● **Required action**
Which lines of the listing below contain the word "EvalError"? Return them.

● **Data**
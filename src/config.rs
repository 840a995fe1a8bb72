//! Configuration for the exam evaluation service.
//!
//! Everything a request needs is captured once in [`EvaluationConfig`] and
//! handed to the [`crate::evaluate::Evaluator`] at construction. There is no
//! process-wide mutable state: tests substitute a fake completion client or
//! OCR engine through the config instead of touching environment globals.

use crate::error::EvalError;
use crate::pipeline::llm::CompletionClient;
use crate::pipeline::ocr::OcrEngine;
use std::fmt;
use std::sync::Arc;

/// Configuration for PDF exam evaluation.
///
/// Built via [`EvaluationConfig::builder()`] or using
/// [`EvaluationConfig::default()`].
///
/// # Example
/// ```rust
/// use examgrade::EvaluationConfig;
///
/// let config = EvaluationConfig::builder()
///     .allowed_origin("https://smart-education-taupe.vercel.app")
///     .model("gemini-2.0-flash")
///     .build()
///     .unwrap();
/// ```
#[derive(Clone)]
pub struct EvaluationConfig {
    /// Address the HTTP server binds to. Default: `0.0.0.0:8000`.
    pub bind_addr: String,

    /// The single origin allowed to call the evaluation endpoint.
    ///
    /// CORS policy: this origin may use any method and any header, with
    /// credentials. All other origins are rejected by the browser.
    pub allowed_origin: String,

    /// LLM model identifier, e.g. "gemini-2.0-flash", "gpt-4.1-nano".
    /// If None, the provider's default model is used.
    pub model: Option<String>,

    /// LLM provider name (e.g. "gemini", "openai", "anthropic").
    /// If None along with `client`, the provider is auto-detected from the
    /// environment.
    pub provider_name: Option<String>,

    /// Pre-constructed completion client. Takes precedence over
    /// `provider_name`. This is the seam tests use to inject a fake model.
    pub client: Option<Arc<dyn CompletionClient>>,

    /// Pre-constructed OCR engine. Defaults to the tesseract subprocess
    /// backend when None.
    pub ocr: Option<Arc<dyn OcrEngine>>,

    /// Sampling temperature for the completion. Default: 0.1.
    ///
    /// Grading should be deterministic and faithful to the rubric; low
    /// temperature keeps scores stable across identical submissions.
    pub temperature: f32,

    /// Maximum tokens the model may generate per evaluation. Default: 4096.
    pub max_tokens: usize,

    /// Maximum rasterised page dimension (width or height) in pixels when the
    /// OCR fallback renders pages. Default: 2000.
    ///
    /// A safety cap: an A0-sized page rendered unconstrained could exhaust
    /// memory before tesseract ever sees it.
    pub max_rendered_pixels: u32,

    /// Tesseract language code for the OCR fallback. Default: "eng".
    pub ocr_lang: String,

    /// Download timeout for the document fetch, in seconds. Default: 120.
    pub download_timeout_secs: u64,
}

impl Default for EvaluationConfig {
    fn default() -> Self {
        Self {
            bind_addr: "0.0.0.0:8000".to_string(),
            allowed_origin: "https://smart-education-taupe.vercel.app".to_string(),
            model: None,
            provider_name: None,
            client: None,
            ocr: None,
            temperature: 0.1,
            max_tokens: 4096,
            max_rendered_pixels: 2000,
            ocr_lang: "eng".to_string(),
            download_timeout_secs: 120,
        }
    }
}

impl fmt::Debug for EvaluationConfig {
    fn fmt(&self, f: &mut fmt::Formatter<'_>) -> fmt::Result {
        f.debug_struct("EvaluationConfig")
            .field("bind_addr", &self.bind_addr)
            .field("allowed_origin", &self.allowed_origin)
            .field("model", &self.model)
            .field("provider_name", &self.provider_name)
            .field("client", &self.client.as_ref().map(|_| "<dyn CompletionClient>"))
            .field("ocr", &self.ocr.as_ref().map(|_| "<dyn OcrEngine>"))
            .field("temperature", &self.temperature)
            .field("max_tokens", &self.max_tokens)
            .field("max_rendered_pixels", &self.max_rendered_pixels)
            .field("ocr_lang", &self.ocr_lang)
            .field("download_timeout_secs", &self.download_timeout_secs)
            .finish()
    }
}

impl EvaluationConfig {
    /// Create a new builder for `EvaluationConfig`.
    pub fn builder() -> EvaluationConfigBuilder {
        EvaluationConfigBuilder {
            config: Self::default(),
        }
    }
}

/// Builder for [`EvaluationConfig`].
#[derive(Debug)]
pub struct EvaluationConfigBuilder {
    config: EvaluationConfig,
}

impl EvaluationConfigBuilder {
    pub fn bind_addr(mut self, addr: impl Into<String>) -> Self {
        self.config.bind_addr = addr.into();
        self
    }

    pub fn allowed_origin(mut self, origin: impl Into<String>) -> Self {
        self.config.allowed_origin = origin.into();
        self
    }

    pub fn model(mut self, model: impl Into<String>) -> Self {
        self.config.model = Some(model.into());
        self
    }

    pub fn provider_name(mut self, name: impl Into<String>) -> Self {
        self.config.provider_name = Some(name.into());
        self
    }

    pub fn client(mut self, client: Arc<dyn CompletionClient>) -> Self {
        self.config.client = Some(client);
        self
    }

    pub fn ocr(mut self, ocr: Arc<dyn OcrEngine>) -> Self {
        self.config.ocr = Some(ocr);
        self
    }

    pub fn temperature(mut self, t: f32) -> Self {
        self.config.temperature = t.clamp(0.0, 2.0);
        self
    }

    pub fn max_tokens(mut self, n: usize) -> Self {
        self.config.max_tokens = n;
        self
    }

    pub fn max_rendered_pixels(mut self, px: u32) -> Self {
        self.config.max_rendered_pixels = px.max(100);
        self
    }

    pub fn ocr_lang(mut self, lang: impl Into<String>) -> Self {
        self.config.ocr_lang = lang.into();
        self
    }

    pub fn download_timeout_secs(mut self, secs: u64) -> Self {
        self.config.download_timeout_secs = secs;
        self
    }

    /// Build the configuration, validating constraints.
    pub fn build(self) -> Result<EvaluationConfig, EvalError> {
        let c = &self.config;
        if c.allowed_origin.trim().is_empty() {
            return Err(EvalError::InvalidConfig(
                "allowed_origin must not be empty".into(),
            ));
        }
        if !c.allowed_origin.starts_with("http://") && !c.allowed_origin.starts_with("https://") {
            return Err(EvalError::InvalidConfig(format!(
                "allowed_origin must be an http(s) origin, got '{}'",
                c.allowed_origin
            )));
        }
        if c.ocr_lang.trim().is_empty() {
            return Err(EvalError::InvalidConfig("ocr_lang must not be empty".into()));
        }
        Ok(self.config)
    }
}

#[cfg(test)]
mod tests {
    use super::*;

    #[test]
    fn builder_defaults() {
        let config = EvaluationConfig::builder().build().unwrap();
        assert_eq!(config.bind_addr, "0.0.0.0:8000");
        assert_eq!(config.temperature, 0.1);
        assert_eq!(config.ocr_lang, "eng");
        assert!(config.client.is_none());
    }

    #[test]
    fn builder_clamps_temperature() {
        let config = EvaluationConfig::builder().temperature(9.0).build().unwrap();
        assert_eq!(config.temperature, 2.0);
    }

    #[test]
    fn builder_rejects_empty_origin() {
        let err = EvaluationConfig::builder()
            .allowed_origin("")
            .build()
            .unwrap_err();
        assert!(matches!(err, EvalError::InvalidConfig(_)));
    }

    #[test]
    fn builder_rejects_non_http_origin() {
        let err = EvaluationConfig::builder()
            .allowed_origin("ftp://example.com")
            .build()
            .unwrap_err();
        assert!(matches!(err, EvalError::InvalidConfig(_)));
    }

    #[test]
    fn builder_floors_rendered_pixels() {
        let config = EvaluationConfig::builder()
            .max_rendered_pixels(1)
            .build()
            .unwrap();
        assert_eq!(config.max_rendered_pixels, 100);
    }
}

==

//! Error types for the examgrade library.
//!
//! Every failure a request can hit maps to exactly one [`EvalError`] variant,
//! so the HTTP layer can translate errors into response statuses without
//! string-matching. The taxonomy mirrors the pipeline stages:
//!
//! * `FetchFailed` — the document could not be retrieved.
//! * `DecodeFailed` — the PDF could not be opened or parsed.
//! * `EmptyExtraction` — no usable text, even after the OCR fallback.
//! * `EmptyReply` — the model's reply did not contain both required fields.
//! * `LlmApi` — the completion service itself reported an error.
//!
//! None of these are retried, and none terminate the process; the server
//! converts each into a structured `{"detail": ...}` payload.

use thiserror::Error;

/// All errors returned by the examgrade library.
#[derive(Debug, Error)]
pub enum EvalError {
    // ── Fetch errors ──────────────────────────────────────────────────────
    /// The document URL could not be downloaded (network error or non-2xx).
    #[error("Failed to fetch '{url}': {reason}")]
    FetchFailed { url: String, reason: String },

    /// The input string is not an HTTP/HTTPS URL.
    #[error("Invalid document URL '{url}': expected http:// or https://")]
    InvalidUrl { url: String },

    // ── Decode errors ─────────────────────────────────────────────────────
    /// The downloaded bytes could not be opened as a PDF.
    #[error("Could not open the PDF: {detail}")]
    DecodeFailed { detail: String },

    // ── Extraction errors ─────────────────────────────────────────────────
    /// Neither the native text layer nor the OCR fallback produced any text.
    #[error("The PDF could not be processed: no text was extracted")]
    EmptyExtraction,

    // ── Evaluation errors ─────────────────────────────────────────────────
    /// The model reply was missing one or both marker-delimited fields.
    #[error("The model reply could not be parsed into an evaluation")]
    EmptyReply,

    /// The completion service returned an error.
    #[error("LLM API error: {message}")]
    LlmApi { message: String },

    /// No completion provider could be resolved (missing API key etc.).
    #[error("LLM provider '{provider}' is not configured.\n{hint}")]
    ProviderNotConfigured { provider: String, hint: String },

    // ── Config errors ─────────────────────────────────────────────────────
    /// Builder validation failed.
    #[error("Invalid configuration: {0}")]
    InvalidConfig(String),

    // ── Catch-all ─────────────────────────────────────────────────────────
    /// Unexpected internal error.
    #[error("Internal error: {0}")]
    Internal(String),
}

● **Exercise answer**
use crate::error::EvalError;
    pub fn build(self) -> Result<EvaluationConfig, EvalError> {
            return Err(EvalError::InvalidConfig(
            return Err(EvalError::InvalidConfig(format!(
            return Err(EvalError::InvalidConfig("ocr_lang must not be empty".into()));
        assert!(matches!(err, EvalError::InvalidConfig(_)));
        assert!(matches!(err, EvalError::InvalidConfig(_)));
//! Every failure a request can hit maps to exactly one [`EvalError`] variant,
pub enum EvalError {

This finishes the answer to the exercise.